DETECTING E. COLI CONTAMINATION

Only a few days after Prabhakara Choudary demonstrated his new test for E. coli bacteria, a contamination scare linked to Odwalla juices underscored the importance of having a quick, reliable method for detecting the potentially deadly strain of bacteria.

Choudary, director of the UC Davis Antibody Engineering Laboratory, developed a test that targets a bacterium known as E. coli 0157:H7--the bacterium suspected of sickening at least 49 people who drank the natural juices this fall. In 1993 it caused the deaths of four children who ate undercooked hamburgers from a fast-food restaurant in the Pacific Northwest. In recent months, the same food-borne bacterium has sickened more than 9,000 people in Japan, causing 11 deaths.

Gooding demonstrating test Choudary hopes the test will eventually be used by food inspectors and processors to prevent food poisoning caused by the bacteria. Choudary, a molecular biologist credited with several accomplishments in recombinant DNA technology, and Christopher Gooding (shown here), a postgraduate researcher in the Antibody Engineering Laboratory, created the new test together. They developed it for milk, ice cream and meat and are tailoring it for use in seafood. It can probably be adapted to test juices and other foods, Choudary said.

Current procedures used for detecting bacterial contamination in food products typically require at least two days to yield conclusive results. The new test can detect in just eight hours even one cell of the disease-causing bacteria from a sample of a food product.

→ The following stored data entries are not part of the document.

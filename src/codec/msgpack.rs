//! MsgPack serialization using `rmp-serde`.
//!
//! **CRITICAL**: Always use the `_named` encoders, NEVER `to_vec`/`write`!
//!
//! - `to_vec` serializes structs as arrays (positional)
//! - `to_vec_named` serializes structs as maps (with field names)
//! - Peers in other languages decode payload shapes by field name, and
//!   `#[serde(default)]` on our shapes only helps when fields are named.
//!
//! # Example
//!
//! ```
//! use rpcwire::codec::MsgPackSerialization;
//! use serde::{Serialize, Deserialize};
//!
//! #[derive(Serialize, Deserialize, PartialEq, Debug)]
//! struct Message {
//!     id: u32,
//!     content: String,
//! }
//!
//! let msg = Message { id: 42, content: "hello".to_string() };
//! let encoded = MsgPackSerialization::encode(&msg).unwrap();
//! let decoded: Message = MsgPackSerialization::decode(&encoded).unwrap();
//! assert_eq!(decoded, msg);
//! ```

use std::io::Write;

use serde::de::DeserializeOwned;
use serde::Serialize;

use super::serialization::{
    read_payload, serde_error, short_type_name, write_payload, SerdeFormat, Serialization,
};
use super::serialization_id;
use crate::error::CodecError;
use crate::protocol::{Payload, PayloadKind};

/// MessagePack serialization plugin (id 3).
///
/// Structs are always written in map form.
#[derive(Debug, Default, Clone, Copy)]
pub struct MsgPackSerialization;

impl MsgPackSerialization {
    /// Encode a value to MsgPack bytes (struct-as-map).
    #[inline]
    pub fn encode<T: Serialize + ?Sized>(value: &T) -> Result<Vec<u8>, CodecError> {
        // CRITICAL: to_vec_named, NOT to_vec!
        rmp_serde::to_vec_named(value)
            .map_err(|e| serde_error(Self::NAME, "encode", short_type_name::<T>(), e))
    }

    /// Decode MsgPack bytes to a value.
    #[inline]
    pub fn decode<T: DeserializeOwned>(bytes: &[u8]) -> Result<T, CodecError> {
        <Self as SerdeFormat>::read(bytes, short_type_name::<T>())
    }
}

impl SerdeFormat for MsgPackSerialization {
    const NAME: &'static str = "msgpack";

    fn write<T: Serialize + ?Sized>(
        mut dst: &mut dyn Write,
        value: &T,
        target: &str,
    ) -> Result<(), CodecError> {
        rmp_serde::encode::write_named(&mut dst, value)
            .map_err(|e| serde_error(Self::NAME, "encode", target, e))
    }

    fn read<T: DeserializeOwned>(src: &[u8], target: &str) -> Result<T, CodecError> {
        rmp_serde::from_slice(src).map_err(|e| serde_error(Self::NAME, "decode", target, e))
    }
}

impl Serialization for MsgPackSerialization {
    fn id(&self) -> u8 {
        serialization_id::MSGPACK
    }

    fn name(&self) -> &'static str {
        Self::NAME
    }

    fn serialize(&self, payload: &Payload, dst: &mut dyn Write) -> Result<(), CodecError> {
        write_payload::<Self>(dst, payload)
    }

    fn deserialize(&self, src: &[u8], kind: PayloadKind) -> Result<Payload, CodecError> {
        read_payload::<Self>(src, kind)
    }
}
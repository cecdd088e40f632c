//! Plugin lookup by numeric id.

use std::collections::HashMap;
use std::fmt;
use std::sync::Arc;

use super::compression::{Compression, DeflateCompression, GzipCompression, ZlibCompression};
use super::json::JsonSerialization;
use super::msgpack::MsgPackSerialization;
use super::serialization::Serialization;

/// Serialization and compression plugins known to a codec.
///
/// Populated before the first connection opens; lookups return `None` for
/// unknown ids and never fall back to a default.
#[derive(Clone, Default)]
pub struct PluginRegistry {
    serializations: HashMap<u8, Arc<dyn Serialization>>,
    compressions: HashMap<u8, Arc<dyn Compression>>,
}

impl PluginRegistry {
    /// Empty registry.
    pub fn new() -> Self {
        Self::default()
    }

    /// Registry with MsgPack, JSON, deflate, gzip and zlib.
    pub fn with_defaults() -> Self {
        let mut registry = Self::new();
        registry
            .register_serialization(MsgPackSerialization)
            .register_serialization(JsonSerialization)
            .register_compression(DeflateCompression::default())
            .register_compression(GzipCompression::default())
            .register_compression(ZlibCompression::default());
        registry
    }

    /// Add or replace a serialization plugin under its own id.
    pub fn register_serialization<S>(&mut self, plugin: S) -> &mut Self
    where
        S: Serialization + 'static,
    {
        self.serializations.insert(plugin.id(), Arc::new(plugin));
        self
    }

    /// Add or replace a compression plugin under its own id.
    pub fn register_compression<C>(&mut self, plugin: C) -> &mut Self
    where
        C: Compression + 'static,
    {
        self.compressions.insert(plugin.id(), Arc::new(plugin));
        self
    }

    pub fn serialization(&self, id: u8) -> Option<Arc<dyn Serialization>> {
        self.serializations.get(&id).cloned()
    }

    pub fn compression(&self, id: u8) -> Option<Arc<dyn Compression>> {
        self.compressions.get(&id).cloned()
    }

    /// Registered serialization ids, ascending.
    pub fn serialization_ids(&self) -> Vec<u8> {
        let mut ids: Vec<u8> = self.serializations.keys().copied().collect();
        ids.sort_unstable();
        ids
    }

    /// Registered compression ids, ascending.
    pub fn compression_ids(&self) -> Vec<u8> {
        let mut ids: Vec<u8> = self.compressions.keys().copied().collect();
        ids.sort_unstable();
        ids
    }
}

impl fmt::Debug for PluginRegistry {
    fn fmt(&self, f: &mut fmt::Formatter<'_>) -> fmt::Result {
        f.debug_struct("PluginRegistry")
            .field("serializations", &self.serialization_ids())
            .field("compressions", &self.compression_ids())
            .finish()
    }
}
//! Server builder and listener façade.
//!
//! A [`Server`] is a reference-counted TCP endpoint: every logical consumer
//! holds a [`Server`] obtained from [`ServerBuilder::bind`] or
//! [`Server::share`] and closes it when done. The listener is unbound when
//! the last holder closes.
//!
//! # Example
//!
//! ```ignore
//! use rpcwire::Server;
//!
//! let server = Server::builder("127.0.0.1:7000")
//!     .on_invoke(|inv, _ctx| async move { Ok(serde_json::json!(inv.args)) })
//!     .before_close(|| async { deregister().await })
//!     .bind()
//!     .await?;
//!
//! server.close(true).await;
//! ```

use std::future::Future;
use std::net::SocketAddr;
use std::sync::Arc;

use crate::codec::{Compression, PluginRegistry, Serialization};
use crate::config::TransportConfig;
use crate::error::Result;
use crate::handler::{
    AllowAll, Authenticator, BoxFuture, HandlerRegistry, HandlerResult, RequestContext,
};
use crate::protocol::{Converter, FrameCodec, Invocation, MsgType, RequestMessage};
use crate::transport::{
    Channel, ConnState, ServerHandle, SharedEndpoint, StateMachine, TcpBinder,
};

type Hook = Box<dyn Fn() -> BoxFuture<'static, Result<()>> + Send + Sync>;

/// Builder for configuring and binding a server.
pub struct ServerBuilder {
    addr: String,
    config: TransportConfig,
    plugins: PluginRegistry,
    handlers: HandlerRegistry,
    converter: Option<Converter>,
    authenticator: Box<dyn FnOnce(Arc<PluginRegistry>) -> HandlerRegistry + Send>,
    before_close: Option<Hook>,
    after_close: Option<Hook>,
    on_last_close: Option<Box<dyn Fn() + Send + Sync>>,
}

impl ServerBuilder {
    /// Create a new server builder listening on `addr` (`host:port`).
    pub fn new(addr: impl Into<String>) -> Self {
        Self {
            addr: addr.into(),
            config: TransportConfig::default(),
            plugins: PluginRegistry::with_defaults(),
            handlers: HandlerRegistry::new(),
            converter: None,
            authenticator: Box::new(|plugins| HandlerRegistry::with_authenticator(plugins, AllowAll)),
            before_close: None,
            after_close: None,
            on_last_close: None,
        }
    }

    /// Replace the transport configuration applied to every connection.
    pub fn config(mut self, config: TransportConfig) -> Self {
        self.config = config;
        self
    }

    /// Maximum requests handled concurrently per connection.
    ///
    /// Default: 256
    pub fn max_concurrent_handlers(mut self, limit: usize) -> Self {
        self.config = self.config.with_max_concurrent_handlers(limit);
        self
    }

    pub fn register_serialization(mut self, plugin: impl Serialization + 'static) -> Self {
        self.plugins.register_serialization(plugin);
        self
    }

    pub fn register_compression(mut self, plugin: impl Compression + 'static) -> Self {
        self.plugins.register_compression(plugin);
        self
    }

    /// Install a wire dialect converter.
    pub fn converter(mut self, converter: Converter) -> Self {
        self.converter = Some(converter);
        self
    }

    /// Handle business invocations.
    pub fn on_invoke<F, Fut>(mut self, handler: F) -> Self
    where
        F: Fn(Invocation, RequestContext) -> Fut + Send + Sync + 'static,
        Fut: Future<Output = Result<serde_json::Value>> + Send + 'static,
    {
        self.handlers.register_invocations(MsgType::BizReq, handler);
        self
    }

    /// Handle any request type, replacing the built-in handler if there is one.
    pub fn handle<F, Fut>(mut self, msg_type: MsgType, handler: F) -> Self
    where
        F: Fn(RequestMessage, RequestContext) -> Fut + Send + Sync + 'static,
        Fut: Future<Output = HandlerResult> + Send + 'static,
    {
        self.handlers.register(msg_type, handler);
        self
    }

    /// Decide which peers pass authentication. Default: everyone.
    pub fn authenticator(mut self, authenticator: impl Authenticator) -> Self {
        self.authenticator =
            Box::new(move |plugins| HandlerRegistry::with_authenticator(plugins, authenticator));
        self
    }

    /// Run `hook` before the listener is unbound (e.g. deregister from discovery).
    pub fn before_close<F, Fut>(mut self, hook: F) -> Self
    where
        F: Fn() -> Fut + Send + Sync + 'static,
        Fut: Future<Output = Result<()>> + Send + 'static,
    {
        self.before_close = Some(Box::new(move || -> BoxFuture<'static, Result<()>> {
            Box::pin(hook())
        }));
        self
    }

    /// Run `hook` after the listener is unbound.
    pub fn after_close<F, Fut>(mut self, hook: F) -> Self
    where
        F: Fn() -> Fut + Send + Sync + 'static,
        Fut: Future<Output = Result<()>> + Send + 'static,
    {
        self.after_close = Some(Box::new(move || -> BoxFuture<'static, Result<()>> {
            Box::pin(hook())
        }));
        self
    }

    /// Run `callback` each time the last holder closes the server.
    pub fn on_last_close<F>(mut self, callback: F) -> Self
    where
        F: Fn() + Send + Sync + 'static,
    {
        self.on_last_close = Some(Box::new(callback));
        self
    }

    /// Bind the listener and start accepting connections.
    pub async fn bind(self) -> Result<Server> {
        let plugins = Arc::new(self.plugins);

        let mut handlers = (self.authenticator)(Arc::clone(&plugins));
        handlers.merge(self.handlers);

        let mut codec = FrameCodec::new(plugins, self.config.codec.clone());
        if let Some(converter) = self.converter {
            codec = codec.with_converter(converter);
        }

        let binder = TcpBinder::new(self.addr, codec, Arc::new(handlers), self.config);
        let mut machine = StateMachine::new(binder);
        if let Some(hook) = self.before_close {
            machine = machine.with_before_close(move || hook());
        }
        if let Some(hook) = self.after_close {
            machine = machine.with_after_close(move || hook());
        }

        let mut endpoint = SharedEndpoint::new(machine);
        if let Some(callback) = self.on_last_close {
            endpoint = endpoint.with_pre_close(callback);
        }

        let endpoint = Arc::new(endpoint);
        let handle = endpoint.open().await?;
        Ok(Server { endpoint, handle })
    }
}

/// A bound server held by one logical consumer.
#[derive(Clone)]
pub struct Server {
    endpoint: Arc<SharedEndpoint<TcpBinder>>,
    handle: ServerHandle,
}

impl Server {
    /// Create a new server builder.
    pub fn builder(addr: impl Into<String>) -> ServerBuilder {
        ServerBuilder::new(addr)
    }

    /// Take another reference for a new logical consumer.
    ///
    /// The returned server must be closed like the original.
    pub async fn share(&self) -> Result<Server> {
        let handle = self.endpoint.open().await?;
        Ok(Server {
            endpoint: Arc::clone(&self.endpoint),
            handle,
        })
    }

    pub fn local_addr(&self) -> SocketAddr {
        self.handle.local_addr()
    }

    /// Snapshot of the open connections.
    pub fn channels(&self) -> Vec<Channel> {
        self.handle.channels()
    }

    pub fn connection_count(&self) -> usize {
        self.handle.connection_count()
    }

    pub fn state(&self) -> ConnState {
        self.endpoint.state()
    }

    /// Holders that have not closed yet.
    pub fn ref_count(&self) -> usize {
        self.endpoint.ref_count()
    }

    /// Release this holder; the last release unbinds the listener.
    pub async fn close(&self, graceful: bool) {
        self.endpoint.close(graceful).await;
    }
}

impl std::fmt::Debug for Server {
    fn fmt(&self, f: &mut std::fmt::Formatter<'_>) -> std::fmt::Result {
        f.debug_struct("Server")
            .field("local_addr", &self.handle.local_addr())
            .field("state", &self.state())
            .field("refs", &self.ref_count())
            .finish()
    }
}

The test begins with the addition of magnetized beads no larger than the point of a pin to a food sample. The beads have been coated with antibodies--proteins designed to latch on to other specific proteins located on the surface of E. coli 0157:H7 cells. When mixed into the vial of each food sample, the antibody-coated magnetic beads grab hold of the targeted bacteria. A magnet is then placed next to the vial, pulling the beads and their captive bacteria to the side, while the remainder of the food sample is washed out of the vial. The researchers then put each sample of captured bacteria through a process that allows them to make millions of copies of specific segments of the DNA, which can then be analyzed to determine if they contain genes from the bacterium in question.